Selain pesan yang ia kirimkan kepada semua pengguna, Jaeyoung juga menerima banyak pesan yang hanya ditujukan untuk dirinya sendiri.
[Pencapaian Luar Biasa: Menghancurkan Asura sepenuhnya.]
[Setiap langkah yang telah kau ambil adalah mitos tersendiri.]
Sebuah mitos baru telah tercatat di Arcadia.]
[Gelar ‘Pembunuh Dewa’ telah diperoleh.]
[Gelar ‘Pahlawan dalam Mitos’ telah diperoleh.]
[Judul…..]
Suatu situasi di mana gelar-gelar yang penuh retorika diraih, dan berbagai macam penghargaan memenuhi layar. Tetapi yang terpenting dari semuanya berbeda.
[Anda terpilih sebagai orang terakhir dengan kontribusi terbanyak dalam skenario bab terakhir.]
[Memperoleh 15% saham di Arcadia Co., Ltd.]
[Silakan segera menanyakan informasi terkait melalui pusat layanan pelanggan.]
Ini seperti sesuatu yang murahan dan berkilauan, seolah-olah Anda memenangkan sebuah acara yang murahan.
Jaeyoung, yang tadi menatapnya, tersenyum begitu ia menoleh kembali dan merasakan kehadiran di belakangnya.
“Apakah kamu di sini?”
“Menguasai…..”
“Dex-sama…”
Sepertinya dia mengalami pukulan yang cukup berat, L, yang tubuhnya dipenuhi bekas luka, dan mengenakan pakaian kotor dan kusut. Namun, melihat keduanya tampak sama seperti biasanya, Jaeyoung menggerutu dan berkata dengan nada bercanda.

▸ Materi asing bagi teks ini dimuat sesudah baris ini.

use axum::{
    extract::{ConnectInfo, Request, State},
    http::HeaderMap,
    middleware::Next,
    response::Response,
};
use redis::aio::ConnectionManager;
use std::net::SocketAddr;
use std::sync::Arc;

use crate::error::ApiError;
use crate::services::AppState;

const LOGIN_RATE_LIMIT: u32 = 10; // attempts per window
const LOGIN_RATE_WINDOW_SECONDS: u64 = 300;
const REGISTER_RATE_LIMIT: u32 = 5;
const REGISTER_RATE_WINDOW_SECONDS: u64 = 3600;

const RATE_LIMIT_SCRIPT: &str = r#"
    local key = KEYS[1]
    local limit = tonumber(ARGV[1])
    local window = tonumber(ARGV[2])

    local current = redis.call('GET', key)

    if current == false then
        redis.call('SET', key, 1, 'EX', window)
        return 1
    end

    current = tonumber(current)

    if current >= limit then
        return 0
    end

    redis.call('INCR', key)
    return 1
"#;

pub fn client_ip(headers: &HeaderMap, peer: Option<SocketAddr>) -> String {
    // X-Forwarded-For, Forwarded, X-Real-IP, then the socket address
    if let Some(v) = headers.get("x-forwarded-for") {
        if let Ok(s) = v.to_str() {
            return s.split(',').next().unwrap_or(s).trim().to_string();
        }
    }

    if let Some(v) = headers.get("forwarded") {
        if let Ok(s) = v.to_str() {
            for part in s.split(';') {
                let p = part.trim();
                if let Some(value) = p.strip_prefix("for=") {
                    return value.trim().trim_matches('"').to_string();
                }
            }
        }
    }

    if let Some(v) = headers.get("x-real-ip") {
        if let Ok(s) = v.to_str() {
            return s.trim().to_string();
        }
    }

    peer.map(|addr| addr.ip().to_string())
        .unwrap_or_else(|| "unknown".to_string())
}

fn rate_limit_disabled() -> bool {
    std::env::var("RATE_LIMIT_DISABLED").unwrap_or_default() == "1"
}

fn limit_from_env(key: &str, default: u32) -> u32 {
    std::env::var(key)
        .ok()
        .and_then(|s| s.parse::<u32>().ok())
        .unwrap_or(default)
}

async fn check_rate_limit(
    redis: &ConnectionManager,
    key: &str,
    limit: u32,
    window_seconds: u64,
) -> anyhow::Result<bool> {
    let mut conn = redis.clone();

    let allowed: u32 = redis::Script::new(RATE_LIMIT_SCRIPT)
        .key(key)
        .arg(limit)
        .arg(window_seconds)
        .invoke_async(&mut conn)
        .await?;

    Ok(allowed == 1)
}

fn peer_addr(request: &Request) -> Option<SocketAddr> {
    request
        .extensions()
        .get::<ConnectInfo<SocketAddr>>()
        .map(|ci| ci.0)
}

async fn enforce(
    state: &AppState,
    headers: &HeaderMap,
    peer: Option<SocketAddr>,
    bucket: &str,
    limit: u32,
    window_seconds: u64,
) -> Result<(), ApiError> {
    let Some(redis) = state.redis.as_ref() else {
        return Ok(());
    };
    if rate_limit_disabled() {
        tracing::debug!("Rate limiting disabled via RATE_LIMIT_DISABLED=1");
        return Ok(());
    }

    let ip = client_ip(headers, peer);
    let key = format!("ratelimit:{}:{}", bucket, ip);

    match check_rate_limit(redis, &key, limit, window_seconds).await {
        Ok(true) => Ok(()),
        Ok(false) => {
            tracing::warn!(bucket, ip = %ip, "Rate limit exceeded");
            Err(ApiError::TooManyRequests(
                "Too many requests. Please try again later.".to_string(),
            ))
        }
        Err(e) => {
            // Redis outage must not lock everyone out
            tracing::error!(bucket, error = %e, "Rate limit check failed");
            Ok(())
        }
    }
}

/// Per-IP limit on POST /api/auth/login
pub async fn login_rate_limit_middleware(
    State(state): State<Arc<AppState>>,
    request: Request,
    next: Next,
) -> Result<Response, ApiError> {
    let limit = limit_from_env("RATE_LIMIT_LOGIN_ATTEMPTS", LOGIN_RATE_LIMIT);
    enforce(&state, request.headers(), peer_addr(&request), "login", limit, LOGIN_RATE_WINDOW_SECONDS).await?;
    Ok(next.run(request).await)
}

/// Per-IP limit on POST /api/auth/register
pub async fn register_rate_limit_middleware(
    State(state): State<Arc<AppState>>,
    request: Request,
    next: Next,
) -> Result<Response, ApiError> {
    let limit = limit_from_env("RATE_LIMIT_REGISTER_ATTEMPTS", REGISTER_RATE_LIMIT);
    enforce(
        &state,
        request.headers(),
        peer_addr(&request),
        "register",
        limit,
        REGISTER_RATE_WINDOW_SECONDS,
    )
    .await?;
    Ok(next.run(request).await)
}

“Jadi, aku selalu menyuruhmu untuk berkelahi, kan? Sungguh, aku hampir menembak seseorang di potret itu kali ini.”
“…..”
“…..”
Meskipun dikatakan bahwa perintah itu dipatuhi secara paksa dan bertentangan dengan keinginan mereka sesuai dengan misi yang diberikan kepada mereka, Tan dan L tidak mengingatnya. Itulah sebabnya mereka berdua saling memandang dengan ekspresi yang sangat halus, lalu bergumam dengan tenang.
“Joy. Tentu saja. Jika pemiliknya tidak menghentikannya, ayam sialan itu pasti sudah menghabisi saya?”

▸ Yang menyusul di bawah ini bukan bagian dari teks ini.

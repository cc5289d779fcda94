use crate::error::{ServiceError, ServiceResult};
use crate::middlewares::auth::JwtClaims;
use crate::models::school::{
    CreateSchoolRequest, ListSchoolsQuery, School, SchoolResponse, UpdateSchoolRequest,
    SCHOOLS_COLLECTION,
};
use crate::models::user::USERS_COLLECTION;
use crate::models::Pagination;
use crate::utils::time::chrono_to_bson;
use anyhow::Context;
use chrono::Utc;
use futures::TryStreamExt;
use mongodb::bson::{doc, oid::ObjectId, Document, Regex};
use mongodb::Database;

pub struct SchoolService {
    mongo: Database,
}

impl SchoolService {
    pub fn new(mongo: Database) -> Self {
        Self { mongo }
    }

    fn schools(&self) -> mongodb::Collection<School> {
        self.mongo.collection::<School>(SCHOOLS_COLLECTION)
    }

    async fn user_count(&self, school_id: &ObjectId) -> ServiceResult<u64> {
        Ok(self
            .mongo
            .collection::<Document>(USERS_COLLECTION)
            .count_documents(doc! { "school_id": school_id })
            .await
            .context("Failed to count school users")?)
    }

    async fn to_response(&self, school: School) -> ServiceResult<SchoolResponse> {
        let count = match school.id {
            Some(id) => self.user_count(&id).await?,
            None => 0,
        };
        let mut response = SchoolResponse::from(school);
        response.user_count = count;
        Ok(response)
    }

    pub async fn create(&self, req: CreateSchoolRequest) -> ServiceResult<SchoolResponse> {
        let now = Utc::now();
        let mut school = School {
            id: None,
            name: req.name.trim().to_string(),
            address: req.address,
            contact_email: req.contact_email,
            phone: req.phone,
            created_at: now,
            updated_at: now,
        };

        let inserted = self
            .schools()
            .insert_one(&school)
            .await
            .context("Failed to insert school")?;
        school.id = inserted.inserted_id.as_object_id();

        tracing::info!(school_id = ?school.id, name = %school.name, "School created");
        Ok(SchoolResponse::from(school))
    }

    /// Platform admins see every school; everyone else only their own
    pub async fn list(
        &self,
        claims: &JwtClaims,
        query: ListSchoolsQuery,
    ) -> ServiceResult<Vec<SchoolResponse>> {
        let mut filter = doc! {};
        if claims.is_unassigned() {
            return Ok(Vec::new());
        }
        if let Some(own) = claims.scope_school(None)? {
            filter.insert("_id", own);
        }
        if let Some(search) = query.search.as_deref().filter(|s| !s.trim().is_empty()) {
            filter.insert(
                "name",
                Regex {
                    pattern: regex::escape(search.trim()),
                    options: "i".to_string(),
                },
            );
        }

        let page = Pagination {
            limit: query.limit,
            offset: query.offset,
        };
        let schools: Vec<School> = self
            .schools()
            .find(filter)
            .sort(doc! { "name": 1 })
            .skip(page.offset())
            .limit(page.limit())
            .await
            .context("Failed to query schools")?
            .try_collect()
            .await
            .context("Failed to read schools")?;

        let mut responses = Vec::with_capacity(schools.len());
        for school in schools {
            responses.push(self.to_response(school).await?);
        }
        Ok(responses)
    }

    pub async fn get(&self, claims: &JwtClaims, school_id: &ObjectId) -> ServiceResult<SchoolResponse> {
        claims
            .ensure_same_school(Some(*school_id))
            .map_err(|_| ServiceError::not_found("School not found"))?;

        let school = self
            .schools()
            .find_one(doc! { "_id": school_id })
            .await
            .context("Failed to query school")?
            .ok_or_else(|| ServiceError::not_found("School not found"))?;
        self.to_response(school).await
    }

    pub async fn update(
        &self,
        school_id: &ObjectId,
        req: UpdateSchoolRequest,
    ) -> ServiceResult<SchoolResponse> {
        let mut set = doc! { "updatedAt": chrono_to_bson(Utc::now()) };
        if let Some(name) = req.name {
            set.insert("name", name.trim());
        }
        if let Some(address) = req.address {
            set.insert("address", address);
        }
        if let Some(email) = req.contact_email {
            set.insert("contact_email", email);
        }
        if let Some(phone) = req.phone {
            set.insert("phone", phone);
        }

        let updated = self
            .schools()
            .find_one_and_update(doc! { "_id": school_id }, doc! { "$set": set })
            .return_document(mongodb::options::ReturnDocument::After)
            .await
            .context("Failed to update school")?
            .ok_or_else(|| ServiceError::not_found("School not found"))?;

        self.to_response(updated).await
    }

    /// Refused while any user still belongs to the school
    pub async fn delete(&self, school_id: &ObjectId) -> ServiceResult<()> {
        let users = self.user_count(school_id).await?;
        if users > 0 {
            return Err(ServiceError::conflict(format!(
                "School still has {} users; reassign or delete them first",
                users
            )));
        }

        let result = self
            .schools()
            .delete_one(doc! { "_id": school_id })
            .await
            .context("Failed to delete school")?;
        if result.deleted_count == 0 {
            return Err(ServiceError::not_found("School not found"));
        }

        tracing::info!(school_id = %school_id, "School deleted");
        Ok(())
    }
}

“Sungguh disayangkan. Sekarang adalah kesempatan sempurna untuk menunjukkan keadilan yang sesungguhnya kepada bajingan kelelawar bejat itu.”
Keduanya tidak saling mengucapkan kata-kata hangat bahkan setelah kematian.
Dan keduanya saling mendengarkan dengan saksama sambil bergumam dengan tidak sabar.
“Apa yang baru saja kamu katakan? Ini belum matang, jadi goreng lagi?”
“Tidak? Katamu, kamu ingin membuat kelelawar panggang utuh untuk pertama kalinya setelah sekian lama?”
Woo woo woo.
Gemuruh.
Keduanya, melanjutkan pertarungan lempar bola salju sengit mereka, segera saling menyerbu, mengayunkan tinju dan menendang tinju mereka lagi, dan terus mempertaruhkan nyawa mereka yang belum bisa mereka selesaikan sebelumnya.
Jaeyoung, yang selama ini menyaksikan pertarungan sengit antara keduanya dengan ekspresi mengharukan, tiba-tiba mendongak ke langit biru dan indah Arcadia dan bergumam.
“Pokoknya… ini dia dungmangem itu sendiri.”